A combination of exercise and nutritional interventions is recommended for frail elderly and sarcopenic patients11, 12, 19,20,21,22). Sarcopenia cases in this study were living in the community and preoperative ADL was independent. However, whole-body muscle mass was reduced, so a long time might be required to gain a stable gait after THA. Evaluation with or without sarcopenia before THA is therefore important, affecting the time required for physical function and gait improvement after surgery as well as the length of hospitalization. If appropriate criteria could be devised to identify sarcopenia before THA, the same intervention (a combination of exercise and nutrition) used for elderly individuals with sarcopenia maybe effective to increase SMI and muscle strength to achieve stable gait. Although physical therapists specialize in exercise therapy, we should also consider collaborating with dietitians as nutritional specialists, to optimize the use of nutrition supplements.

In the future, we would like to increase the number of cases to clarify the prevalence of sarcopenia among THA patients and to further investigate the relationship between physical function and sarcopenia in THA.

In conclusion, the prevalence of sarcopenia among patients after THA was 8%. Due to the relatively young mean age of participants, the prevalence was lower than that in patients with other orthopedic diseases. In older patients at risk of sarcopenia, the combination of exercise and nutrition intervention after THA may be efficient for increasing SMI and muscle strength.

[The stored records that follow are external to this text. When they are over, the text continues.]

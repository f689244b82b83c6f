use std::collections::HashMap;
use std::time::Duration;

use crate::tools::{BASH_TOOL, CREATE_FILE_TOOL, EDIT_FILE_TOOL, VIEW_FILE_TOOL};

pub const DEFAULT_MODEL: &str = "glm-5";
pub const DEFAULT_SHELL: &str = "bash";

/// Runtime configuration shared by the workflow driver and each agent loop.
#[derive(Clone, Debug, PartialEq)]
pub struct AgentConfig {
    pub model: String,
    pub provider: Option<String>,
    /// Upper bound on request/response rounds in one loop. Zero disables the bound.
    pub max_iterations: usize,
    /// Upper bound on orchestrator rounds in one `run_goal`. Zero disables the bound.
    pub max_tasks: usize,
    pub request_timeout: Option<Duration>,
    pub command_timeout: Duration,
    /// Program that runs `bash` tool commands as `<shell> -c <command>`.
    pub shell: String,
    pub patch_timeout: Duration,
    pub tool_server_timeout: Duration,
    pub enable_context_refine: bool,
    pub tool_output_limits: HashMap<String, usize>,
    pub tool_line_limits: HashMap<String, usize>,
}

impl Default for AgentConfig {
    fn default() -> Self {
        Self {
            model: DEFAULT_MODEL.to_string(),
            provider: None,
            max_iterations: 50,
            max_tasks: 20,
            request_timeout: Some(Duration::from_secs(300)),
            command_timeout: Duration::from_secs(120),
            shell: DEFAULT_SHELL.to_string(),
            patch_timeout: Duration::from_secs(30),
            tool_server_timeout: Duration::from_secs(60),
            enable_context_refine: false,
            tool_output_limits: default_tool_output_limits(),
            tool_line_limits: default_tool_line_limits(),
        }
    }
}

pub fn default_tool_output_limits() -> HashMap<String, usize> {
    HashMap::from([
        (VIEW_FILE_TOOL.to_string(), 50_000),
        (BASH_TOOL.to_string(), 30_000),
        (EDIT_FILE_TOOL.to_string(), 10_000),
        (CREATE_FILE_TOOL.to_string(), 1_000),
    ])
}

pub fn default_tool_line_limits() -> HashMap<String, usize> {
    HashMap::from([(BASH_TOOL.to_string(), 256)])
}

Limitations of this study were as follows: 1) the number of cases was small, and data could not be treated as representative values for hip OA patients who underwent THA; 2) since the sarcopenia group included only two cases, statistical analysis was not feasible; and 3) no consideration was given to pain or leg length, which may affect gait or muscle strength.

Conflict of interest

There are no conflicts of interest to disclose in this study.